• Input for this task

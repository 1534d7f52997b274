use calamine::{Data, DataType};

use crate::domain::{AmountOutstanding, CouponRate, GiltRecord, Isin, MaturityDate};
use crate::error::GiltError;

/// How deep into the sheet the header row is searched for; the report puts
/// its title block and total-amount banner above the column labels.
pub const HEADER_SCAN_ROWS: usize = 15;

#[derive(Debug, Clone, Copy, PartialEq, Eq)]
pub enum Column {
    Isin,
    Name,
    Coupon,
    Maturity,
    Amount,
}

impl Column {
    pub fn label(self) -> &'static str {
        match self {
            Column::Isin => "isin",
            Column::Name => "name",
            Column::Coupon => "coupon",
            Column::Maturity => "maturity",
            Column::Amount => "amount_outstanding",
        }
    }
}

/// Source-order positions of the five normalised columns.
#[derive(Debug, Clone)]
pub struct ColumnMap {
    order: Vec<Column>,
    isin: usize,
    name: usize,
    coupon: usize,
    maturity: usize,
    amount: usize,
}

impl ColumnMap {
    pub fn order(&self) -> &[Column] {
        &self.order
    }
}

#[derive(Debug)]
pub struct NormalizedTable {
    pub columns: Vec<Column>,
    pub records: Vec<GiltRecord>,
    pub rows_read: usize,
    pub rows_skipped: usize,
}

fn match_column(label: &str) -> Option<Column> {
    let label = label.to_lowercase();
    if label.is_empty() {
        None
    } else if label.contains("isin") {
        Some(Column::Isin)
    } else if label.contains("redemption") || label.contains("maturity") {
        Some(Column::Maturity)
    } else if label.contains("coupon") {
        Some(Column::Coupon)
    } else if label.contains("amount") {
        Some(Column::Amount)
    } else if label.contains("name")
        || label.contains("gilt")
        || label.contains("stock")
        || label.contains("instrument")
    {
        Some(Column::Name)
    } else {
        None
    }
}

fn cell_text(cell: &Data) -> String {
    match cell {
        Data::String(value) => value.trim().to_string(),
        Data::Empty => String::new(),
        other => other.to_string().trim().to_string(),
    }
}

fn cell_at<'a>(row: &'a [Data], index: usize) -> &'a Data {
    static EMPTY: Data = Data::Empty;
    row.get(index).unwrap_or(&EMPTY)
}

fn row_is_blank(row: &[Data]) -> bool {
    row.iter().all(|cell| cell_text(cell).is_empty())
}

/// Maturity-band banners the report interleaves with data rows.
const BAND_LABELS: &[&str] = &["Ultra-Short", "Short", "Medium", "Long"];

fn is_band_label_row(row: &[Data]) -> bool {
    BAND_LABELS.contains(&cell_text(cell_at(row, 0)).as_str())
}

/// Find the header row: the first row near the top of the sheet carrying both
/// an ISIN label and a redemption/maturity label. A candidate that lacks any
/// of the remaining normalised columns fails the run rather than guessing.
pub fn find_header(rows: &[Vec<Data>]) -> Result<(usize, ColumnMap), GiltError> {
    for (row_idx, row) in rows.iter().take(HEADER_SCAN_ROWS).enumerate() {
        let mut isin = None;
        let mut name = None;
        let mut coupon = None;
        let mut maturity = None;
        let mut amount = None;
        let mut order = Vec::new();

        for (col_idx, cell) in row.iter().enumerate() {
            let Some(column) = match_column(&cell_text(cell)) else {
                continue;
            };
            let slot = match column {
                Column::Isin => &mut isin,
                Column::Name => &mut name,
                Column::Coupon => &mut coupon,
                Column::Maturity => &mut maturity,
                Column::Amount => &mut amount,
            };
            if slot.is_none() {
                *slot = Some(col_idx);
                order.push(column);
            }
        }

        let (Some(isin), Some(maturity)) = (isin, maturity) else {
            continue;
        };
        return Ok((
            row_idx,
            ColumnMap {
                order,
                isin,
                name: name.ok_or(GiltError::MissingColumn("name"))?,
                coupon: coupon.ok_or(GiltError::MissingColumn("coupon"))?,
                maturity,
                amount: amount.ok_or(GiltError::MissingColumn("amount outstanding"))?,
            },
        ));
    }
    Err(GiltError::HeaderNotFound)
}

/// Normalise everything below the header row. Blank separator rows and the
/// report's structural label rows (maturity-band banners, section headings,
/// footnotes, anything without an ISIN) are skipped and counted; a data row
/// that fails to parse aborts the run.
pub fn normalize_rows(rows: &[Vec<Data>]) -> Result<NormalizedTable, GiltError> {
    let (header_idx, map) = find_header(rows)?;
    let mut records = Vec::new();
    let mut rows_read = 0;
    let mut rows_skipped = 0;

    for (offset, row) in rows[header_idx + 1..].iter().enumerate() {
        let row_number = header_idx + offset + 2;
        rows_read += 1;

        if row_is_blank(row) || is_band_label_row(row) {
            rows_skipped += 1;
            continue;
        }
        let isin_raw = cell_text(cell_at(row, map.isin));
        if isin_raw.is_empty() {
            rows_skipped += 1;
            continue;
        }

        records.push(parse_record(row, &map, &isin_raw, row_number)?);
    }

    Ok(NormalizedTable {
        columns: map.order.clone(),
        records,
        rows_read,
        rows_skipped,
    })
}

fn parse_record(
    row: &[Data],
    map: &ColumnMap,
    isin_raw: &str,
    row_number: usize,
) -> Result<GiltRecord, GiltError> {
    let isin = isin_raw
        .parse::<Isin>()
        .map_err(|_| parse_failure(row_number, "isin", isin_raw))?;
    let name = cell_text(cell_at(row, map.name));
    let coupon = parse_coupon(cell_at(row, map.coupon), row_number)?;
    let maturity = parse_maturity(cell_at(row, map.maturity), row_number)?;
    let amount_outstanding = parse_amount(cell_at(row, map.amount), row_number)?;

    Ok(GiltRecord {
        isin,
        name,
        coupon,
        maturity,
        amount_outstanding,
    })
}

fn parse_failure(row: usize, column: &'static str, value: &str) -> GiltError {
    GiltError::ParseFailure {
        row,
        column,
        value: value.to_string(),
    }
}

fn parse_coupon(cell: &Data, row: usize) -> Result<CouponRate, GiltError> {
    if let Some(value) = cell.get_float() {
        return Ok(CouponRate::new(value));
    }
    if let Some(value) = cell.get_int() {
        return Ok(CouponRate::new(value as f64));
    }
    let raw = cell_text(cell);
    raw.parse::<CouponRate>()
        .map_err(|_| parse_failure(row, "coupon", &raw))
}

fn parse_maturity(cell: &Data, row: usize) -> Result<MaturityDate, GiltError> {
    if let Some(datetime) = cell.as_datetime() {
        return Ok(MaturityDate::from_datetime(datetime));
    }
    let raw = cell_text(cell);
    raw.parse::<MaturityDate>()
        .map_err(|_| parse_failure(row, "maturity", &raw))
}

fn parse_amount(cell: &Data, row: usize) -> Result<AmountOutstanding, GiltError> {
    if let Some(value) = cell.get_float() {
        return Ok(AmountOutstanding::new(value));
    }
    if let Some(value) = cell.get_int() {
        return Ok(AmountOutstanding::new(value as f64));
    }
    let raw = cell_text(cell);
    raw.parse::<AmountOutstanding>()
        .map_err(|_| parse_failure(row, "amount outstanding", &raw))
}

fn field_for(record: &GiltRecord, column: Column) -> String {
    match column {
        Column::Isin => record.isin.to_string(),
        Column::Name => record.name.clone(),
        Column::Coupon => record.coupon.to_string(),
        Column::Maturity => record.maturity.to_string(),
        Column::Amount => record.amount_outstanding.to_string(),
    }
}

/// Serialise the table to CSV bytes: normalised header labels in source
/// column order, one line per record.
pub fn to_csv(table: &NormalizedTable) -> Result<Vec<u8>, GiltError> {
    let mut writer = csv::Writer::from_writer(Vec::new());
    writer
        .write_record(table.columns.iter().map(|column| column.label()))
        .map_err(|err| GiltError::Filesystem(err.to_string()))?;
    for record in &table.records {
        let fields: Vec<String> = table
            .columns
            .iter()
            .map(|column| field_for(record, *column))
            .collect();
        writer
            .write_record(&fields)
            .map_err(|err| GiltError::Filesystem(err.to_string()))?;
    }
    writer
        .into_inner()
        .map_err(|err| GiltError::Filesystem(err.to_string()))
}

• Action item
Each line of the data that contains "GiltRecord" should be counted; please give only the number.

• Answer below
5